**What is being asked:** Each line below from the one containing "self.pairs.push((key.to_string(), value.to_string()));" through the one containing "pub fn remove(&mut" should be output exactly as it stands, and no other line should appear.

**Given records:**
use crate::{Backend, HelperResult, SqliteMode};

/// Error that is raised when a connection string cannot be parsed.
#[derive(thiserror::Error, Debug)]
#[error("malformed connection string: {reason} (at position {position})")]
pub struct ConnectStringError {
    reason: &'static str,
    position: usize,
}

impl ConnectStringError {
    fn new(reason: &'static str, position: usize) -> Self {
        Self { reason, position }
    }
}

// Groups of equivalent keys; the first entry of each group is used for rendering.
const KEY_ALIASES: [&[&str]; 5] = [
    &["Server", "Data Source", "Address", "Addr", "Network Address"],
    &["Database", "Initial Catalog"],
    &["User Id", "UID", "User"],
    &["Password", "PWD"],
    &["Trusted_Connection", "Integrated Security"],
];

pub(crate) const SERVER: &str = "Server";
pub(crate) const DATABASE: &str = "Database";
pub(crate) const USER_ID: &str = "User Id";
pub(crate) const PASSWORD: &str = "Password";
pub(crate) const TRUSTED_CONNECTION: &str = "Trusted_Connection";
pub(crate) const PROVIDER: &str = "Provider";
pub(crate) const MODE: &str = "Mode";

fn canonical(key: &str) -> &str {
    let key = key.trim();
    KEY_ALIASES
        .iter()
        .find(|group| group.iter().any(|alias| alias.eq_ignore_ascii_case(key)))
        .map_or(key, |group| group[0])
}

fn same_key(k1: &str, k2: &str) -> bool {
    canonical(k1).eq_ignore_ascii_case(canonical(k2))
}

/// A connection string, a list of `key=value` pairs separated by `;`.
///
/// Keys are case-insensitive, and the usual aliases are understood
/// (e.g. `Data Source` for `Server`, `Initial Catalog` for `Database`, `UID` for `User Id`,
/// `PWD` for `Password`, `Integrated Security` for `Trusted_Connection`).
/// Values can be enclosed in `"` or `'`, which allows them to contain `;`;
/// a quote character within a quoted value is written twice.
///
/// The order of the pairs is preserved. `Display` hides the password.
///
/// # Example
///
/// ```rust
/// use sqlhelper::ConnectString;
///
/// let cs: ConnectString = "Data Source=db01; Initial Catalog=Sales; UID=meier; PWD='se;cret'"
///     .parse()
///     .unwrap();
/// assert_eq!(cs.server(), Some("db01"));
/// assert_eq!(cs.database(), Some("Sales"));
/// assert_eq!(cs.password(), Some("se;cret"));
/// assert_eq!(
///     cs.to_string(),
///     "Data Source=db01; Initial Catalog=Sales; UID=meier; PWD=***;"
/// );
/// ```
#[derive(Clone, Default, Eq, PartialEq)]
pub struct ConnectString {
    pairs: Vec<(String, String)>,
}

impl ConnectString {
    /// Creates an empty connection string.
    pub fn new() -> Self {
        Self::default()
    }

    /// Sets the value of a key.
    ///
    /// If the key (or one of its aliases) is already present, its value is replaced in place.
    pub fn set<K: AsRef<str>, V: AsRef<str>>(&mut self, key: K, value: V) -> &mut Self {
        let (key, value) = (key.as_ref().trim(), value.as_ref());
        if let Some(pair) = self.pairs.iter_mut().find(|(k, _)| same_key(k, key)) {
            value.clone_into(&mut pair.1);
        } else {
            self.pairs.push((key.to_string(), value.to_string()));
        }
        self
    }

    /// Removes a key (or its alias) and returns its value.
    pub fn remove(&mut self, key: &str) -> Option<String> {
        let idx = self.pairs.iter().position(|(k, _)| same_key(k, key))?;
        Some(self.pairs.remove(idx).1)
    }

    /// Returns the value of a key (or its alias).
    pub fn get(&self, key: &str) -> Option<&str> {
        self.pairs
            .iter()
            .find(|(k, _)| same_key(k, key))
            .map(|(_, v)| v.as_str())
    }

    /// Returns true if the key (or its alias) is present.
    pub fn contains_key(&self, key: &str) -> bool {
        self.get(key).is_some()
    }

    /// Iterates over the pairs, in their original order and spelling.
    pub fn iter(&self) -> impl Iterator<Item = (&str, &str)> {
        self.pairs.iter().map(|(k, v)| (k.as_str(), v.as_str()))
    }

    /// Number of pairs.
    pub fn len(&self) -> usize {
        self.pairs.len()
    }

    /// True if there are no pairs.
    pub fn is_empty(&self) -> bool {
        self.pairs.is_empty()
    }

    /// Value of `Server`.
    pub fn server(&self) -> Option<&str> {
        self.get(SERVER)
    }

    /// Value of `Database`.
    pub fn database(&self) -> Option<&str> {
        self.get(DATABASE)
    }

    /// Value of `User Id`.
    pub fn user(&self) -> Option<&str> {
        self.get(USER_ID)
    }

    /// Value of `Password`.
    pub fn password(&self) -> Option<&str> {
        self.get(PASSWORD)
    }

    /// True if `Trusted_Connection` is set to `true`, `yes` or `sspi`.
    pub fn is_trusted(&self) -> bool {
        self.get(TRUSTED_CONNECTION).map_or(false, |v| {
            ["true", "yes", "sspi"]
                .iter()
                .any(|t| t.eq_ignore_ascii_case(v.trim()))
        })
    }

    /// The backend that is named with `Provider`, if any.
    ///
    /// # Errors
    ///
    /// `HelperError::UsageDetailed` if the provider is unknown.
    pub fn backend(&self) -> HelperResult<Option<Backend>> {
        self.get(PROVIDER).map(str::parse).transpose()
    }

    /// The value of `Mode`, which is only evaluated by the SQLite backend.
    ///
    /// # Errors
    ///
    /// `HelperError::UsageDetailed` if the mode is unknown.
    pub fn sqlite_mode(&self) -> HelperResult<SqliteMode> {
        self.get(MODE)
            .map_or_else(|| Ok(SqliteMode::default()), str::parse)
    }

    // Renders the string including the password.
    pub(crate) fn to_unredacted_string(&self) -> String {
        let mut s = String::new();
        for (idx, (key, value)) in self.pairs.iter().enumerate() {
            if idx > 0 {
                s.push(' ');
            }
            s.push_str(key);
            s.push('=');
            push_value(&mut s, value);
            s.push(';');
        }
        s
    }
}

fn push_value(s: &mut String, value: &str) {
    let needs_quotes = value.contains(';')
        || value.starts_with(['"', '\''])
        || value.trim() != value;
    if needs_quotes {
        s.push('"');
        s.push_str(&value.replace('"', "\"\""));
        s.push('"');
    } else {
        s.push_str(value);
    }
}

impl std::fmt::Display for ConnectString {
    fn fmt(&self, f: &mut std::fmt::Formatter) -> std::fmt::Result {
        for (idx, (key, value)) in self.pairs.iter().enumerate() {
            if idx > 0 {
                write!(f, " ")?;
            }
            if same_key(key, PASSWORD) {
                write!(f, "{key}=***;")?;
            } else {
                let mut rendered = String::new();
                push_value(&mut rendered, value);
                write!(f, "{key}={rendered};")?;
            }
        }
        Ok(())
    }
}

impl std::fmt::Debug for ConnectString {
    fn fmt(&self, f: &mut std::fmt::Formatter) -> std::fmt::Result {
        f.debug_tuple("ConnectString").field(&self.to_string()).finish()
    }
}

impl std::str::FromStr for ConnectString {
    type Err = ConnectStringError;

    fn from_str(s: &str) -> Result<Self, Self::Err> {
        let mut cs = Self::new();
        let mut rest = s;
        let position = |rest: &str| s.len() - rest.len();

        loop {
            rest = rest.trim_start_matches(|c: char| c.is_whitespace() || c == ';');
            if rest.is_empty() {
                break;
            }

            let eq = rest
                .find('=')
                .filter(|eq| !rest[..*eq].contains(';'))
                .ok_or_else(|| ConnectStringError::new("key without '='", position(rest)))?;
            let key = rest[..eq].trim();
            if key.is_empty() {
                return Err(ConnectStringError::new("empty key", position(rest)));
            }
            rest = rest[eq + 1..].trim_start();

            let value = match rest.chars().next() {
                Some(quote @ ('"' | '\'')) => {
                    let mut value = String::new();
                    let mut end = None;
                    let mut chars = rest.char_indices().skip(1).peekable();
                    while let Some((idx, c)) = chars.next() {
                        if c != quote {
                            value.push(c);
                        } else if chars.peek().map(|(_, c)| *c) == Some(quote) {
                            value.push(quote);
                            chars.next();
                        } else {
                            end = Some(idx + 1);
                            break;
                        }
                    }
                    let end = end
                        .ok_or_else(|| ConnectStringError::new("unterminated quote", position(rest)))?;
                    rest = rest[end..].trim_start();
                    if !(rest.is_empty() || rest.starts_with(';')) {
                        return Err(ConnectStringError::new(
                            "unexpected text after quoted value",
                            position(rest),
                        ));
                    }
                    value
                }
                _ => {
                    let end = rest.find(';').unwrap_or(rest.len());
                    let value = rest[..end].trim().to_string();
                    rest = &rest[end..];
                    value
                }
            };
            cs.set(key, value);
        }
        Ok(cs)
    }
}

#[cfg(test)]
mod test {
    use super::ConnectString;
    use crate::{Backend, SqliteMode};

    #[test]
    fn test_parse() {
        let cs: ConnectString = "Server=myhost; Database=db1; Trusted_Connection=True;"
            .parse()
            .unwrap();
        assert_eq!(cs.len(), 3);
        assert_eq!(cs.server(), Some("myhost"));
        assert_eq!(cs.get("initial catalog"), Some("db1"));
        assert!(cs.is_trusted());
        assert_eq!(cs.user(), None);
        assert_eq!(
            cs.to_string(),
            "Server=myhost; Database=db1; Trusted_Connection=True;"
        );

        let cs: ConnectString = r#"  uid = meier ;pwd="a;b""c" ;Integrated Security=no"#
            .parse()
            .unwrap();
        assert_eq!(cs.user(), Some("meier"));
        assert_eq!(cs.password(), Some(r#"a;b"c"#));
        assert!(!cs.is_trusted());
        assert_eq!(cs.to_string(), "uid=meier; pwd=***; Integrated Security=no;");
        assert_eq!(
            cs.to_unredacted_string(),
            r#"uid=meier; pwd="a;b""c"; Integrated Security=no;"#
        );
        assert_eq!(
            cs.to_unredacted_string().parse::<ConnectString>().unwrap(),
            cs
        );

        let cs: ConnectString = "Database=a;Database=b;Value=' x '".parse().unwrap();
        assert_eq!(cs.len(), 2);
        assert_eq!(cs.database(), Some("b"));
        assert_eq!(cs.get("VALUE"), Some(" x "));
    }

    #[test]
    fn test_parse_errors() {
        for s in ["Server", "Server;Database=x", "=x", "Password='abc", "Pwd='a' b;"] {
            let e = s.parse::<ConnectString>().unwrap_err();
            println!("{s}: {e}");
        }
        assert!("".parse::<ConnectString>().unwrap().is_empty());
    }

    #[test]
    fn test_provider_and_mode() {
        let mut cs: ConnectString = "Provider=mssql; Server=x".parse().unwrap();
        assert_eq!(cs.backend().unwrap(), Some(Backend::Mssql));
        assert_eq!(cs.remove("provider").as_deref(), Some("mssql"));
        assert_eq!(cs.backend().unwrap(), None);
        assert_eq!(cs.sqlite_mode().unwrap(), SqliteMode::ReadWriteCreate);

        cs.set("mode", "Memory");
        assert_eq!(cs.sqlite_mode().unwrap(), SqliteMode::Memory);
        cs.set("Provider", "db2");
        assert!(cs.backend().is_err());
    }
}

**Task answer:**
            self.pairs.push((key.to_string(), value.to_string()));
        }
        self
    }

    /// Removes a key (or its alias) and returns its value.
    pub fn remove(&mut self, key: &str) -> Option<String> {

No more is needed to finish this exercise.